TO DO
All lines in the records below with the word "twice" must be returned.

*** SOURCE MATERIAL ***

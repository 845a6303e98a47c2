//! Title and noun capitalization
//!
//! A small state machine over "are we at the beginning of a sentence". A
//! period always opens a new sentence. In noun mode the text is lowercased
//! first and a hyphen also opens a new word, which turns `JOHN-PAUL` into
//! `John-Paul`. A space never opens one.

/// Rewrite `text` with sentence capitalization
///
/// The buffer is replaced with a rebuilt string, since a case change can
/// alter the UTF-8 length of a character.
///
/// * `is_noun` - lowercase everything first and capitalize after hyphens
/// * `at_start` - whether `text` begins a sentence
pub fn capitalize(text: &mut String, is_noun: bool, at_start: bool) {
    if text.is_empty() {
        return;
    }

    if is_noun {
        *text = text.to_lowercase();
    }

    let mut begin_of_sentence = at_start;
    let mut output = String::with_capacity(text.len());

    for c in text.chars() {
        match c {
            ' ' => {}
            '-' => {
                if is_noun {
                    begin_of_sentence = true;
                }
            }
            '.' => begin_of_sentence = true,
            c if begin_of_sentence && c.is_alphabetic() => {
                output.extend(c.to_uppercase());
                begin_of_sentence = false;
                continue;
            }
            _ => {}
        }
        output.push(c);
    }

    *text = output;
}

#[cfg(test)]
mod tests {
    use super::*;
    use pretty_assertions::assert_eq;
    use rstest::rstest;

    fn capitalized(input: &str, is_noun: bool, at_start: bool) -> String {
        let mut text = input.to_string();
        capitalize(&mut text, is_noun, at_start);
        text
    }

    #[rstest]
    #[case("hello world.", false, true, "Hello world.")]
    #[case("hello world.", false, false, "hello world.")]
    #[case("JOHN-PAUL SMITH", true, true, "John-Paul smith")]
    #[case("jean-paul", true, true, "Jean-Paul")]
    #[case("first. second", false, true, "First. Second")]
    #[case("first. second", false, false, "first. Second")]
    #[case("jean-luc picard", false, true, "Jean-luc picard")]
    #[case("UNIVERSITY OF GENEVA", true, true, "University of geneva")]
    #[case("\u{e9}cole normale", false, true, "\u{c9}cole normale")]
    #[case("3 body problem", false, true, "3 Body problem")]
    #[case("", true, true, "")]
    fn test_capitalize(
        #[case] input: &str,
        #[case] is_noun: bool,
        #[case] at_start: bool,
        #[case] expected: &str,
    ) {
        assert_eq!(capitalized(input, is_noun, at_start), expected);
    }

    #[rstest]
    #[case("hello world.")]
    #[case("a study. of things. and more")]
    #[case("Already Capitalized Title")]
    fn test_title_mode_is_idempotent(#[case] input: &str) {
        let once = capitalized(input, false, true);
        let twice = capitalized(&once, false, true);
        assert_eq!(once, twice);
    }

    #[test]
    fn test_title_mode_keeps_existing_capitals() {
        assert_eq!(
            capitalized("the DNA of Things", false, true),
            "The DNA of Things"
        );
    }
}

*** End of SOURCE MATERIAL ***
*** SOURCE MATERIAL ***

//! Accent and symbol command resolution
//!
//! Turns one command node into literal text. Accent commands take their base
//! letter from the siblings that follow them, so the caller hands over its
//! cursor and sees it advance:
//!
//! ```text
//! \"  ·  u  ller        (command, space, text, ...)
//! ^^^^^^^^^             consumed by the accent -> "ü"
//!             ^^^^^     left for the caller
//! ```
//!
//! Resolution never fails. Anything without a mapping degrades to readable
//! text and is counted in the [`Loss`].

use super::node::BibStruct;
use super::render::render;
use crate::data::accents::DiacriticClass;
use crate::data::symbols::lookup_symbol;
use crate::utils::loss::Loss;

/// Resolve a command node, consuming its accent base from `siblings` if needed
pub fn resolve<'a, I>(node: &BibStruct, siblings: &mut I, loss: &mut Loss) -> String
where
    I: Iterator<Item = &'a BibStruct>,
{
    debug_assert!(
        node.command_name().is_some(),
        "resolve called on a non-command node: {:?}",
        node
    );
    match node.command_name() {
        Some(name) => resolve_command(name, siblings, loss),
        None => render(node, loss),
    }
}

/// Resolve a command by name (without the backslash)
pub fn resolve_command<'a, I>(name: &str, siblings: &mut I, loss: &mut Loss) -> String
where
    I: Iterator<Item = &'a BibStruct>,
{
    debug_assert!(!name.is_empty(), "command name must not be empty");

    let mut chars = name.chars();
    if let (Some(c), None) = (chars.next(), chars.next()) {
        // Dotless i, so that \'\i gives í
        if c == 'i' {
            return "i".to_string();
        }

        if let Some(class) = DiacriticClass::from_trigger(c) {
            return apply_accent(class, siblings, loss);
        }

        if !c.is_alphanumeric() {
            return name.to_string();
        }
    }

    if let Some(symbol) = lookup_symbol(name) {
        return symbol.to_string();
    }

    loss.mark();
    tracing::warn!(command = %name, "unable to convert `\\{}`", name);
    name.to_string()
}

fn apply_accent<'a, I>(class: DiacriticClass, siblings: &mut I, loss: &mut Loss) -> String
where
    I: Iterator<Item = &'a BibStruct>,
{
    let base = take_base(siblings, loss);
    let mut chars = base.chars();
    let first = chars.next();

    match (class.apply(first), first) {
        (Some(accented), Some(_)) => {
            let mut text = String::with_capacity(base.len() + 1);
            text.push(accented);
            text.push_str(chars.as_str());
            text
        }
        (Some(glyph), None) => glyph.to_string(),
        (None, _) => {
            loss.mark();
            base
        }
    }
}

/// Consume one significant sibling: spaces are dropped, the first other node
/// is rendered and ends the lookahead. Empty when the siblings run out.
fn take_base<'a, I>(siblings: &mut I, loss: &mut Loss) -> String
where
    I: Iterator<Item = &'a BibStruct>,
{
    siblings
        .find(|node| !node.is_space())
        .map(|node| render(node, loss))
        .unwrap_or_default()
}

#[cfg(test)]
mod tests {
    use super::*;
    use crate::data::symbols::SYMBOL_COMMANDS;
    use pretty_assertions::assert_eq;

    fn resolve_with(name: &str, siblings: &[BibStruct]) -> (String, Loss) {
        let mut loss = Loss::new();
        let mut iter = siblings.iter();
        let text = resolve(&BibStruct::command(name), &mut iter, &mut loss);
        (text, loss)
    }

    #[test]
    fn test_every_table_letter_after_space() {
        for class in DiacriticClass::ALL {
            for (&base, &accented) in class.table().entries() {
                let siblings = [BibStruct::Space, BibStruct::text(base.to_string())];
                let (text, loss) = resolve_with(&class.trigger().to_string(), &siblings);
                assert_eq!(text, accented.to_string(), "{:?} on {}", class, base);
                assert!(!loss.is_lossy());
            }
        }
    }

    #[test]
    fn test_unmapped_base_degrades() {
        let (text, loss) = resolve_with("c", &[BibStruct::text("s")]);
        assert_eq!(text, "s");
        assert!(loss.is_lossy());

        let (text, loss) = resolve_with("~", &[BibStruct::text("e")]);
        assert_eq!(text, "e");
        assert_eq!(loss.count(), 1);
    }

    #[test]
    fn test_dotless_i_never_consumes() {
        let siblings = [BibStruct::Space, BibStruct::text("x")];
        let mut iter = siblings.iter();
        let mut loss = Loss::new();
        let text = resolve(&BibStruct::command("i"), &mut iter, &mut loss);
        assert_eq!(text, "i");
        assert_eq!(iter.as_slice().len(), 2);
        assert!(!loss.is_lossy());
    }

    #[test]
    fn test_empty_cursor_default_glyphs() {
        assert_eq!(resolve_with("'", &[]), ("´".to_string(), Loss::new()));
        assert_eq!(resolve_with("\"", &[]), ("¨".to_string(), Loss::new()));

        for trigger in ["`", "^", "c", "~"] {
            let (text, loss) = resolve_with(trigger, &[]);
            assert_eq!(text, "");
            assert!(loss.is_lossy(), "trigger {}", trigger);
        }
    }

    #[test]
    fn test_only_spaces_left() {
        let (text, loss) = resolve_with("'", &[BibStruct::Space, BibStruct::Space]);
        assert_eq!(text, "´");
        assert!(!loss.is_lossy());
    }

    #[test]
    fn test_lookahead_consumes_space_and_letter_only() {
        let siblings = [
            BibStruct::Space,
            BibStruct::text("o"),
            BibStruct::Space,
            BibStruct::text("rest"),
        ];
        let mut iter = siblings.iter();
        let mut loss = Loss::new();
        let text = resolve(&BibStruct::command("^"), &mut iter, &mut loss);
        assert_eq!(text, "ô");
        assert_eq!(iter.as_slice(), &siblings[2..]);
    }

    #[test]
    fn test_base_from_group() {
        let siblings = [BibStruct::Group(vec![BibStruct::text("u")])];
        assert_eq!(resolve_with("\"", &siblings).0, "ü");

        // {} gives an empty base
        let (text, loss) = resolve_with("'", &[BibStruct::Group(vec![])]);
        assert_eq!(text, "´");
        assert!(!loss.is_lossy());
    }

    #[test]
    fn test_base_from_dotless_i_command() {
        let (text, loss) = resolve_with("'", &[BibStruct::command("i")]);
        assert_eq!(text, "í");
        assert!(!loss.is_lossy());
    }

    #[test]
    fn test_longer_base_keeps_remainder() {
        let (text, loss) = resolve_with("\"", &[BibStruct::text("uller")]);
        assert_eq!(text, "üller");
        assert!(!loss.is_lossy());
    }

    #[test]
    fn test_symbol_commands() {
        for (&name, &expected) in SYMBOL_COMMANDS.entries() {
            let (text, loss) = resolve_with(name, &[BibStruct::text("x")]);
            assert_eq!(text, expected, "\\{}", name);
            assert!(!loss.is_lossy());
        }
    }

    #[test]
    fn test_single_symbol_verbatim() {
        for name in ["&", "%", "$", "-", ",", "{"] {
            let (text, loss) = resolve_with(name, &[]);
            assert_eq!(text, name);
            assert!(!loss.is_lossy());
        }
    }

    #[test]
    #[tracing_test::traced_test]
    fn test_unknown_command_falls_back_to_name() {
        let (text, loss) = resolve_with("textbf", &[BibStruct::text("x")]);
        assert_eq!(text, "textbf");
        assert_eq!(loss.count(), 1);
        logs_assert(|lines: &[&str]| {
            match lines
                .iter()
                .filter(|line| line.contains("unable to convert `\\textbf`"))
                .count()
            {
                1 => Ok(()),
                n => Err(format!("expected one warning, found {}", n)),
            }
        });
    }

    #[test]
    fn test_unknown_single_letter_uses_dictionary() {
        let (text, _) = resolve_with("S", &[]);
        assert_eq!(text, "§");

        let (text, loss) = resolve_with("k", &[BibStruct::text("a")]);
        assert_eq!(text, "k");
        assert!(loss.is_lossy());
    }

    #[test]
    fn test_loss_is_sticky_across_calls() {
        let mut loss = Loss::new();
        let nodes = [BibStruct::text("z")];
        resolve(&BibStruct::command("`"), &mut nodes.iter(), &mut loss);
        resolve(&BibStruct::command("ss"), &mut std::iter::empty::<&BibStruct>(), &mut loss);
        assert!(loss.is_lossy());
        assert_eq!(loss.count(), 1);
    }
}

*** End of SOURCE MATERIAL ***
*** SOURCE MATERIAL ***

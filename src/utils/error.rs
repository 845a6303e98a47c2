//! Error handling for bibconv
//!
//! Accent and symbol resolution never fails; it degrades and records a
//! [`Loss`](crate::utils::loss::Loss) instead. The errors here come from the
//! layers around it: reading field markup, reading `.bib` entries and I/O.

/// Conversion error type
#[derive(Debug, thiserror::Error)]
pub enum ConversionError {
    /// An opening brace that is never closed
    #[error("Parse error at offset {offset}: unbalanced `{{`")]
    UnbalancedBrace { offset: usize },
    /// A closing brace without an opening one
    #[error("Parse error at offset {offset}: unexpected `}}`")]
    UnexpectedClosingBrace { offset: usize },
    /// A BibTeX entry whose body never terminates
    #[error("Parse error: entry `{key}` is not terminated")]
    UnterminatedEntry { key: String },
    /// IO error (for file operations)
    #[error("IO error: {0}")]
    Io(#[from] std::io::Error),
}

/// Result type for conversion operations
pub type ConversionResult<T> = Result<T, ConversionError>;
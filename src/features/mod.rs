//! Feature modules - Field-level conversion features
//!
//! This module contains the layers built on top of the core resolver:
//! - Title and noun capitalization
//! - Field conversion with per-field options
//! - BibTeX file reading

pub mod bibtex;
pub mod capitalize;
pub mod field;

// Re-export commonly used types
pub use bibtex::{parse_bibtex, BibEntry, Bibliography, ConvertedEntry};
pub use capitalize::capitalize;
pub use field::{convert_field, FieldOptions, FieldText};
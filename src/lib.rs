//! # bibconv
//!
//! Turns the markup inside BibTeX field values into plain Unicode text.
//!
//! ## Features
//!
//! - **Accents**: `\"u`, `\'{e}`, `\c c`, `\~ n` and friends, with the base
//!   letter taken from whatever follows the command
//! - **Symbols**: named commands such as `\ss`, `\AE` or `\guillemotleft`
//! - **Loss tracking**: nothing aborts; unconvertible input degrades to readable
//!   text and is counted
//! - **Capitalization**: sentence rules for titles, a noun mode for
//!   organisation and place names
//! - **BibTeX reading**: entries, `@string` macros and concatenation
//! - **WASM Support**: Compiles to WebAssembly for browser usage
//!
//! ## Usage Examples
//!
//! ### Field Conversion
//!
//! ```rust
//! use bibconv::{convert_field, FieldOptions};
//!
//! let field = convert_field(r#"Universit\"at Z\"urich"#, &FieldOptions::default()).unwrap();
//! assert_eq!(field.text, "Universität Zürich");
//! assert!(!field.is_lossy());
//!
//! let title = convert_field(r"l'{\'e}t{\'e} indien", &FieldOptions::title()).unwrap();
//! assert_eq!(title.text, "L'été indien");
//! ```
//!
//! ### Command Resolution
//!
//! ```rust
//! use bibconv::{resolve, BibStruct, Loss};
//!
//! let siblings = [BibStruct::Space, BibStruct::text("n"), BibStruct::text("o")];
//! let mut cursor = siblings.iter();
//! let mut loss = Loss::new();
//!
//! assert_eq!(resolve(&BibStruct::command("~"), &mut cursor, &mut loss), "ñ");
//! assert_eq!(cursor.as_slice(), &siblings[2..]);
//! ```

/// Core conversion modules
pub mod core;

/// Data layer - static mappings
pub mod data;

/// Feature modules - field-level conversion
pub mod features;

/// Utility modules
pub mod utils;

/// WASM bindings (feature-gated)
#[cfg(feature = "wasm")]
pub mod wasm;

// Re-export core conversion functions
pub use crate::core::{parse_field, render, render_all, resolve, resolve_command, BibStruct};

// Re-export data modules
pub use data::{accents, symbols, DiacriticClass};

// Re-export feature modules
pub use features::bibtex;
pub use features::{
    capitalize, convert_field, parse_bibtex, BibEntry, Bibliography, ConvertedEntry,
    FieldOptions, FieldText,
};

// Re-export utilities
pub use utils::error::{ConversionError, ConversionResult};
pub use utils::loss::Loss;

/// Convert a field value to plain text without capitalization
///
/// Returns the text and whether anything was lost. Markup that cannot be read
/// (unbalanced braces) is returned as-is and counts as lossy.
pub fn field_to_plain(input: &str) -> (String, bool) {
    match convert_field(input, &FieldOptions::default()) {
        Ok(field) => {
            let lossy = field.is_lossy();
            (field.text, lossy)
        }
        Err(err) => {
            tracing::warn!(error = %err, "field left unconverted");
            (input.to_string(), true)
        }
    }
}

*** End of SOURCE MATERIAL ***

ANSWER BOX
        let twice = capitalized(&once, false, true);
        assert_eq!(once, twice);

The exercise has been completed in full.